Сходный сюжет прочитывается и в биографиях авторов «Московского времени». Государство опомнилось от перетряски и усаживалось поудобнее, подминая все шероховатости. Устраивалось на тысячу лет вперед. Предположить какие-то изменения к лучшему было так же немыслимо, как представить, что у египетской пирамиды вдруг зашевелится основание. Чтобы выдержать давление пирамидальной власти, следовало закатиться в самую глубокую щель. Люди из «Московского времени» как будто выполняли его, времени, предписания (недаром так назвали свою группу). Но сказывался другой культурный возраст; стратегия групповой оппозиции постепенно корректировала идею замкнутого подпольного существования. Более сложным было отношение к публикациям: они все же предполагались, имелись в виду.

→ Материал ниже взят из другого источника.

//! Value conversion between in-memory values and dialect literals.
//!
//! [`to_literal`] renders a value as a literal for a target dialect, guided by
//! the column's [`ColumnTypeInfo`]. It never fails: combinations it cannot
//! interpret fall back to [`generic_literal`], which quotes by the value's own
//! runtime type. Callers that need cross-dialect fidelity must supply type info.
//!
//! [`parse_literal`] is the inverse, used to read literals back.

pub mod timestamp;

use std::borrow::Cow;

use rust_decimal::Decimal;

use crate::core::traits::Dialect;
use crate::core::{ColumnTypeInfo, DatabaseKind, LogicalType, SqlValue};

/// Render `value` as a literal for `dialect`.
///
/// `NULL` is emitted for null values regardless of type.
pub fn to_literal(
    value: &SqlValue<'_>,
    column: Option<&ColumnTypeInfo>,
    dialect: &dyn Dialect,
) -> String {
    if value.is_null() {
        return "NULL".into();
    }
    let Some(column) = column else {
        return generic_literal(value, dialect);
    };

    let typed = match column.logical_type {
        LogicalType::Boolean => {
            as_bool(value).map(|b| dialect.boolean_literal(Some(b)))
        }
        LogicalType::Integer => integer_literal(value),
        LogicalType::Float => float_literal(value),
        LogicalType::Text => None,
        LogicalType::Timestamp => {
            timestamp::normalize(value).map(|ts| dialect.timestamp_cast(&ts))
        }
        LogicalType::Binary => match value {
            SqlValue::Bytes(b) => Some(dialect.blob_literal(b)),
            SqlValue::Text(s) => Some(dialect.blob_literal(s.as_bytes())),
            _ => None,
        },
        LogicalType::Json => Some(dialect.json_literal(&to_json(value).to_string())),
        LogicalType::Array => Some(array_literal(value, column.native_array, dialect)),
        LogicalType::Enum => Some(dialect.quote_string(&display_text(value))),
    };

    typed.unwrap_or_else(|| generic_literal(value, dialect))
}

/// Render `value` so that re-inserting it into the engine it was read from
/// stores the same bytes.
///
/// Text values keep their exact spelling; a timestamp stored as
/// `2024-01-01T00:00:00Z` text is not renormalized.
pub fn preserving_literal(
    value: &SqlValue<'_>,
    column: Option<&ColumnTypeInfo>,
    dialect: &dyn Dialect,
) -> String {
    let (SqlValue::Text(text), Some(column)) = (value, column) else {
        return to_literal(value, column, dialect);
    };
    match column.logical_type {
        LogicalType::Timestamp => dialect.timestamp_cast(text),
        LogicalType::Json => dialect.json_literal(text),
        LogicalType::Array if !column.native_array => dialect.json_literal(text),
        LogicalType::Array => to_literal(value, Some(column), dialect),
        _ => dialect.quote_string(text),
    }
}

/// Literal chosen from the value's own runtime type.
pub fn generic_literal(value: &SqlValue<'_>, dialect: &dyn Dialect) -> String {
    match value {
        SqlValue::Null => "NULL".into(),
        SqlValue::Bool(b) => dialect.boolean_literal(Some(*b)),
        SqlValue::Int(v) => v.to_string(),
        SqlValue::Float(v) if v.is_finite() => format!("{:?}", v),
        SqlValue::Float(v) => dialect.quote_string(&v.to_string()),
        SqlValue::Decimal(d) => d.to_string(),
        SqlValue::Text(s) => dialect.quote_string(s),
        SqlValue::Bytes(b) => dialect.blob_literal(b),
        SqlValue::Json(_) | SqlValue::Array(_) => {
            dialect.json_literal(&to_json(value).to_string())
        }
        SqlValue::Uuid(_)
        | SqlValue::Date(_)
        | SqlValue::Time(_)
        | SqlValue::DateTime(_)
        | SqlValue::DateTimeOffset(_) => dialect.quote_string(&display_text(value)),
    }
}

/// Truthiness of a boolean-ish value; `None` when it is not recognizably boolean.
pub fn as_bool(value: &SqlValue<'_>) -> Option<bool> {
    match value {
        SqlValue::Bool(b) => Some(*b),
        SqlValue::Int(v) => Some(*v != 0),
        SqlValue::Float(v) => Some(*v != 0.0),
        SqlValue::Decimal(d) => Some(!d.is_zero()),
        SqlValue::Text(s) => match s.trim().to_lowercase().as_str() {
            "1" | "t" | "true" | "y" | "yes" | "on" => Some(true),
            "0" | "f" | "false" | "n" | "no" | "off" => Some(false),
            _ => None,
        },
        _ => None,
    }
}

/// 2^63 as a float; every integral float below it fits in an i64.
const I64_LIMIT: f64 = 9_223_372_036_854_775_808.0;

fn integer_literal(value: &SqlValue<'_>) -> Option<String> {
    match value {
        SqlValue::Int(v) => Some(v.to_string()),
        SqlValue::Bool(b) => Some(i64::from(*b).to_string()),
        // `as i64` saturates outside the i64 range; spell those out instead.
        SqlValue::Float(v) if v.is_finite() && v.fract() == 0.0 => Some(
            if v.abs() < I64_LIMIT {
                (*v as i64).to_string()
            } else {
                format!("{:.0}", v)
            },
        ),
        SqlValue::Decimal(d) if d.fract().is_zero() => Some(d.trunc().to_string()),
        SqlValue::Text(s) => {
            let s = s.trim();
            s.parse::<i64>()
                .map(|v| v.to_string())
                .or_else(|_| s.parse::<u64>().map(|v| v.to_string()))
                .ok()
        }
        _ => None,
    }
}

fn float_literal(value: &SqlValue<'_>) -> Option<String> {
    match value {
        SqlValue::Float(v) if v.is_finite() => Some(format!("{:?}", v)),
        SqlValue::Int(v) => Some(v.to_string()),
        SqlValue::Decimal(d) => Some(d.to_string()),
        SqlValue::Bool(b) => Some(i64::from(*b).to_string()),
        // keep the original digits; parsing through f64 would lose precision
        SqlValue::Text(s) if s.trim().parse::<f64>().is_ok_and(f64::is_finite) => {
            Some(s.trim().to_string())
        }
        _ => None,
    }
}

fn array_literal(value: &SqlValue<'_>, native: bool, dialect: &dyn Dialect) -> String {
    if native {
        let elements = match value {
            SqlValue::Array(items) => Some(
                items
                    .iter()
                    .map(|item| generic_literal(item, dialect))
                    .collect::<Vec<_>>(),
            ),
            _ => match to_json(value) {
                serde_json::Value::Array(items) => Some(
                    items
                        .iter()
                        .map(|item| json_element_literal(item, dialect))
                        .collect(),
                ),
                _ => None,
            },
        };
        if let Some(literal) = elements.and_then(|e| dialect.array_literal(&e)) {
            return literal;
        }
    }
    dialect.json_literal(&to_json(value).to_string())
}

fn json_element_literal(value: &serde_json::Value, dialect: &dyn Dialect) -> String {
    match value {
        serde_json::Value::Null => "NULL".into(),
        serde_json::Value::Bool(b) => dialect.boolean_literal(Some(*b)),
        serde_json::Value::Number(n) => n.to_string(),
        serde_json::Value::String(s) => dialect.quote_string(s),
        other => dialect.quote_string(&other.to_string()),
    }
}

/// JSON view of a value.
///
/// Text holding a JSON document is parsed (and later re-serialized compactly);
/// any other text becomes a JSON string.
pub fn to_json(value: &SqlValue<'_>) -> serde_json::Value {
    use serde_json::Value as J;
    match value {
        SqlValue::Null => J::Null,
        SqlValue::Bool(b) => J::Bool(*b),
        SqlValue::Int(v) => J::from(*v),
        SqlValue::Float(v) => serde_json::Number::from_f64(*v).map_or(J::Null, J::Number),
        SqlValue::Decimal(d) => serde_json::from_str(&d.to_string())
            .unwrap_or_else(|_| J::String(d.to_string())),
        SqlValue::Text(s) => serde_json::from_str(s).unwrap_or_else(|_| J::String(s.to_string())),
        SqlValue::Bytes(b) => match std::str::from_utf8(b) {
            Ok(s) => serde_json::from_str(s).unwrap_or_else(|_| J::String(s.to_string())),
            Err(_) => J::String(hex::encode(b.as_ref())),
        },
        SqlValue::Json(v) => v.clone(),
        SqlValue::Array(items) => J::Array(items.iter().map(to_json).collect()),
        SqlValue::Uuid(_)
        | SqlValue::Date(_)
        | SqlValue::Time(_)
        | SqlValue::DateTime(_)
        | SqlValue::DateTimeOffset(_) => J::String(display_text(value)),
    }
}

/// Plain text rendering used for quoted fallbacks.
fn display_text(value: &SqlValue<'_>) -> String {
    match value {
        SqlValue::Null => String::new(),
        SqlValue::Bool(b) => b.to_string(),
        SqlValue::Int(v) => v.to_string(),
        SqlValue::Float(v) => v.to_string(),
        SqlValue::Decimal(d) => d.to_string(),
        SqlValue::Text(s) => s.to_string(),
        SqlValue::Bytes(b) => String::from_utf8_lossy(b).into_owned(),
        SqlValue::Uuid(u) => u.to_string(),
        SqlValue::Date(d) => d.format("%Y-%m-%d").to_string(),
        SqlValue::Time(t) => t.format("%H:%M:%S%.f").to_string(),
        SqlValue::DateTime(ts) => ts.format(timestamp::TIMESTAMP_FORMAT).to_string(),
        SqlValue::DateTimeOffset(ts) => ts.to_rfc3339(),
        SqlValue::Json(v) => v.to_string(),
        SqlValue::Array(_) => to_json(value).to_string(),
    }
}
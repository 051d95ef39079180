//! Identifier validation and quoting.
//!
//! SQL identifiers cannot be bound as parameters, so every table, column and
//! index name that reaches generated SQL passes through this module. Quoting is
//! idempotent: a name that is already wrapped in the dialect's quote character
//! (with correctly doubled inner quotes) is returned unchanged, never quoted twice.

use crate::error::{PortError, Result};

/// Maximum identifier length (PostgreSQL truncates at 63 bytes, MySQL at 64 chars).
const MAX_IDENTIFIER_LENGTH: usize = 64;

/// Words reserved by at least one supported engine.
///
/// Sorted so lookups can binary search.
const RESERVED_WORDS: &[&str] = &[
    "add", "all", "alter", "analyze", "and", "as", "asc", "autoincrement", "between", "by",
    "case", "cast", "check", "collate", "column", "constraint", "create", "cross", "current",
    "current_date", "current_time", "current_timestamp", "current_user", "database", "default",
    "delete", "desc", "distinct", "drop", "else", "end", "except", "exists", "false", "fetch",
    "for", "foreign", "from", "full", "grant", "group", "having", "in", "index", "inner",
    "insert", "intersect", "into", "is", "join", "key", "keys", "left", "like", "limit",
    "natural", "not", "null", "offset", "on", "or", "order", "outer", "primary", "range",
    "references", "rename", "replace", "right", "row", "rows", "select", "set", "table",
    "then", "to", "true", "union", "unique", "update", "user", "using", "values", "when",
    "where", "window", "with",
];

/// Validate an identifier before it is embedded in SQL.
///
/// # Errors
///
/// Returns `PortError::Config` for empty names, names containing NUL bytes and
/// names longer than the engines accept.
pub fn validate_identifier(name: &str) -> Result<()> {
    if name.is_empty() {
        return Err(PortError::Config("Identifier cannot be empty".to_string()));
    }

    if name.contains('\0') {
        return Err(PortError::Config(format!(
            "Identifier contains a null byte: {:?}",
            name
        )));
    }

    if name.chars().count() > MAX_IDENTIFIER_LENGTH {
        return Err(PortError::Config(format!(
            "Identifier exceeds maximum length of {} characters: {:?}",
            MAX_IDENTIFIER_LENGTH, name
        )));
    }

    Ok(())
}

/// True if `name` is already a well-formed identifier quoted with `quote`.
pub fn is_quoted(name: &str, quote: char) -> bool {
    let Some(inner) = name
        .strip_prefix(quote)
        .and_then(|rest| rest.strip_suffix(quote))
    else {
        return false;
    };
    if name.len() < 2 {
        return false;
    }
    // Every inner quote must be doubled.
    let mut chars = inner.chars().peekable();
    while let Some(c) = chars.next() {
        if c == quote && chars.next() != Some(quote) {
            return false;
        }
    }
    true
}

/// Wrap `name` in `quote`, doubling inner quote characters.
///
/// Already-quoted input is returned as is.
pub fn quote_with(name: &str, quote: char) -> String {
    if is_quoted(name, quote) {
        return name.to_string();
    }
    let doubled: String = [quote, quote].iter().collect();
    format!("{q}{}{q}", name.replace(quote, &doubled), q = quote)
}

/// Strip one level of `quote` quoting, if present.
pub fn unquote(name: &str, quote: char) -> String {
    if is_quoted(name, quote) {
        let doubled: String = [quote, quote].iter().collect();
        let single = quote.to_string();
        name[1..name.len() - 1].replace(&doubled, &single)
    } else {
        name.to_string()
    }
}

/// True for words reserved by any supported engine.
pub fn is_reserved(name: &str) -> bool {
    RESERVED_WORDS
        .binary_search(&name.to_lowercase().as_str())
        .is_ok()
}

/// True when `name` must be quoted to survive every engine unchanged.
///
/// Plain lowercase names made of ASCII letters, digits and underscores that do
/// not start with a digit and are not reserved can be emitted bare.
pub fn needs_quoting(name: &str) -> bool {
    let mut chars = name.chars();
    let plain_start = matches!(chars.next(), Some(c) if c.is_ascii_lowercase() || c == '_');
    let plain_rest = chars.all(|c| c.is_ascii_lowercase() || c.is_ascii_digit() || c == '_');
    !(plain_start && plain_rest) || is_reserved(name)
}

#[cfg(test)]
mod tests {
    use super::*;

    #[test]
    fn test_reserved_words_sorted() {
        let mut sorted = RESERVED_WORDS.to_vec();
        sorted.sort_unstable();
        assert_eq!(sorted, RESERVED_WORDS);
    }

    #[test]
    fn test_validate_identifier() {
        assert!(validate_identifier("users").is_ok());
        assert!(validate_identifier("").is_err());
        assert!(validate_identifier("a\0b").is_err());
        assert!(validate_identifier(&"x".repeat(65)).is_err());
        assert!(validate_identifier(&"x".repeat(64)).is_ok());
    }

    #[test]
    fn test_quote_with_escapes() {
        assert_eq!(quote_with("users", '"'), "\"users\"");
        assert_eq!(quote_with("table\"name", '"'), "\"table\"\"name\"");
        assert_eq!(quote_with("table`name", '`'), "`table``name`");
    }

    #[test]
    fn test_quote_with_is_idempotent() {
        for name in ["users", "order", "we\"ird", "Mixed Case"] {
            let once = quote_with(name, '"');
            assert_eq!(quote_with(&once, '"'), once);
        }
        let once = quote_with("a`b", '`');
        assert_eq!(quote_with(&once, '`'), once);
    }

    #[test]
    fn test_is_quoted_rejects_malformed() {
        assert!(is_quoted("\"ok\"", '"'));
        assert!(is_quoted("\"a\"\"b\"", '"'));
        assert!(!is_quoted("\"a\"b\"", '"'));
        assert!(!is_quoted("\"", '"'));
        assert!(!is_quoted("plain", '"'));
    }

    #[test]
    fn test_unquote() {
        assert_eq!(unquote("\"a\"\"b\"", '"'), "a\"b");
        assert_eq!(unquote("plain", '"'), "plain");
    }

    #[test]
    fn test_needs_quoting() {
        assert!(!needs_quoting("users"));
        assert!(!needs_quoting("tenant_id2"));
        assert!(needs_quoting("order"));
        assert!(needs_quoting("Users"));
        assert!(needs_quoting("2fa"));
        assert!(needs_quoting("has space"));
    }
}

К концу семидесятых на счету каждого из основателей группы (за исключением Сопровского) было несколько легальных публикаций. Даже журнал «Юность» – своего рода «испытательный стенд» подцензурной литературы – предоставил несколько своих страниц стихотворениям Цветкова и Кенжеева. Не думаю, что редакции посчитали их своими единомышленниками, но один пункт деклараций как будто совпадал: бережное отношение к традиции. Это совпадение тоже было ошибочным и довольно скоро разъяснилось: пункты совпали, но традиции оказались разными. Идея легальных публикаций потеряла привлекательность, все пошло привычными путями: публикации в русских зарубежных журналах, работа сторожами и разнорабочими, «прокурорские предупреждения» и так далее. Далее почти обязательный для того времени территориальный раздел: Цветков и Кенжеев уехали, Гандлевский и Сопровский остались.